In that case, we should be able to assume that the requirement to use ALPN is sufficient; if no ALPN token can be agreed on, the TLS handshake will fail and the connection will close.

-----Original Message-----
From: Andrei Popov [mailto:Andrei.Popov@microsoft.com] 
Sent: Thursday, May 10, 2018 11:41 AM
To: Mike Bishop <mbishop@evequefou.be>; Lucas Pardue <Lucas.Pardue@bbc.co.uk>; Sam Hurst-RD <samuelh@rd.bbc.co.uk>; IETF QUIC WG <quic@ietf.org>
Subject: RE: Clarification of transport and HTTP version compatibility

Mike, you have not only seen, but shipped such an implementation in several Windows releases.
😊

The logic behind the RFC is that there is no need to waste cycles and complete the handshake if the client and server disagree on the application protocol.

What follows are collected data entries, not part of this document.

//! Typed argument sets, one per tool.
//!
//! Hosts send arguments as a JSON object; absent keys take the defaults
//! below and unrecognized keys are ignored.

use serde::Deserialize;
use serde::de::DeserializeOwned;

use crate::error::QueryError;
use crate::structure::OrganizationMode;

/// Deserialize a tool's arguments, treating `null` as an empty object.
pub(crate) fn parse<T: DeserializeOwned>(arguments: &serde_json::Value) -> Result<T, QueryError> {
    let value = if arguments.is_null() {
        serde_json::Value::Object(serde_json::Map::new())
    } else {
        arguments.clone()
    };
    serde_json::from_value(value).map_err(|e| QueryError::InvalidArgument(e.to_string()))
}

/// Return the argument untouched if present and non-blank.
pub(crate) fn required<'a>(value: &'a Option<String>, name: &str) -> Result<&'a str, QueryError> {
    match value.as_deref() {
        Some(v) if !v.trim().is_empty() => Ok(v),
        _ => Err(QueryError::missing(name)),
    }
}

fn default_search_limit() -> usize {
    10
}

fn default_list_limit() -> usize {
    20
}

fn default_true() -> bool {
    true
}

#[derive(Debug, Deserialize)]
pub(crate) struct SearchArgs {
    pub query: Option<String>,
    #[serde(default = "default_search_limit")]
    pub limit: usize,
}

#[derive(Debug, Deserialize)]
pub(crate) struct GetArticleArgs {
    pub article_id: Option<String>,
}

#[derive(Debug, Deserialize)]
pub(crate) struct ListArgs {
    #[serde(default = "default_list_limit")]
    pub limit: usize,
}

#[derive(Debug, Deserialize)]
pub(crate) struct TopicsArgs {
    #[serde(default)]
    pub article_ids: Vec<String>,
}

#[derive(Debug, Deserialize)]
pub(crate) struct FindRelatedArgs {
    pub theme: Option<String>,
    pub chapter_id: Option<String>,
    #[serde(default = "default_true")]
    pub include_drafts: bool,
}

#[derive(Debug, Clone, Copy, Default, PartialEq, Eq, Deserialize)]
#[serde(rename_all = "lowercase")]
pub(crate) enum StatusFilter {
    #[default]
    All,
    Finished,
    Draft,
    Comment,
}

impl StatusFilter {
    pub fn shows(&self, section: StatusFilter) -> bool {
        *self == StatusFilter::All || *self == section
    }
}

#[derive(Debug, Deserialize)]
pub(crate) struct CompletenessArgs {
    #[serde(default)]
    pub status_filter: StatusFilter,
}

#[derive(Debug, Deserialize)]
pub(crate) struct ChapterContentArgs {
    pub chapter_id: Option<String>,
}

#[derive(Debug, Clone, Copy, Default, PartialEq, Eq, Deserialize)]
#[serde(rename_all = "lowercase")]
pub(crate) enum ConceptDepth {
    /// First five concepts per chapter.
    #[default]
    Surface,
    /// Every concept per chapter.
    Deep,
}

#[derive(Debug, Deserialize)]
pub(crate) struct PhilosophyArgs {
    #[serde(default)]
    pub chapter_ids: Vec<String>,
    #[serde(default)]
    pub concept_depth: ConceptDepth,
}

#[derive(Debug, Deserialize)]
pub(crate) struct OverlapArgs {
    #[serde(default)]
    pub chapter_ids: Vec<String>,
}

#[derive(Debug, Deserialize)]
pub(crate) struct StructureArgs {
    #[serde(default)]
    pub organization_type: OrganizationMode,
    #[serde(default)]
    pub include_drafts: bool,
}

#[cfg(test)]
mod tests {
    use serde_json::json;

    use super::*;

    #[test]
    fn defaults_apply_to_null_and_empty() {
        let args: SearchArgs = parse(&serde_json::Value::Null).unwrap();
        assert_eq!(args.limit, 10);
        assert!(args.query.is_none());

        let args: FindRelatedArgs = parse(&json!({})).unwrap();
        assert!(args.include_drafts);

        let args: StructureArgs = parse(&json!({})).unwrap();
        assert_eq!(args.organization_type, OrganizationMode::Conceptual);
        assert!(!args.include_drafts);
    }

    #[test]
    fn wrong_types_are_invalid_arguments() {
        let err = parse::<ListArgs>(&json!({ "limit": "many" })).unwrap_err();
        assert!(matches!(err, QueryError::InvalidArgument(_)));

        let err = parse::<CompletenessArgs>(&json!({ "status_filter": "someday" })).unwrap_err();
        assert!(matches!(err, QueryError::InvalidArgument(_)));
    }

    #[test]
    fn unknown_keys_are_ignored() {
        let args: OverlapArgs = parse(&json!({ "chapter_ids": ["a", "b"], "extra": 1 })).unwrap();
        assert_eq!(args.chapter_ids, vec!["a", "b"]);
    }

    #[test]
    fn blank_required_values_are_missing() {
        assert_eq!(
            required(&Some("  ".into()), "chapter_id").unwrap_err(),
            QueryError::missing("chapter_id")
        );
        assert_eq!(required(&Some("x".into()), "chapter_id").unwrap(), "x");
        assert_eq!(required(&Some(" ux ".into()), "query").unwrap(), " ux ");
        assert!(required(&None, "chapter_id").is_err());
    }
}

-----Original Message-----
From: QUIC <quic-bounces@ietf.org> On Behalf Of Mike Bishop
Sent: Thursday, May 10, 2018 11:28 AM
To: Lucas Pardue <Lucas.Pardue@bbc.co.uk>; Sam Hurst-RD <samuelh@rd.bbc.co.uk>; IETF QUIC WG <quic@ietf.org>
Subject: RE: Clarification of transport and HTTP version compatibility

Interesting.  I don't believe I've ever seen an implementation actually do that.  If none of the client's proffered protocols are supported, they pretend not to support ALPN and don't include the extension in the ServerHello.  (Though obviously I haven't attempted to test this much.)

-----Original Message-----
From: Lucas Pardue [mailto:Lucas.Pardue@bbc.co.uk] 
Sent: Wednesday, May 9, 2018 4:24 PM
To: Mike Bishop <mbishop@evequefou.be>; Sam Hurst-RD <samuelh@rd.bbc.co.uk>; IETF QUIC WG <quic@ietf.org>
Subject: RE: Clarification of transport and HTTP version compatibility

Thanks for that explanation Mike, it makes more sense now. 

> It should be implied, but might be worth explicitly stating, that failure to agree on an ALPN is incompatible with all QUIC versions, always fatal.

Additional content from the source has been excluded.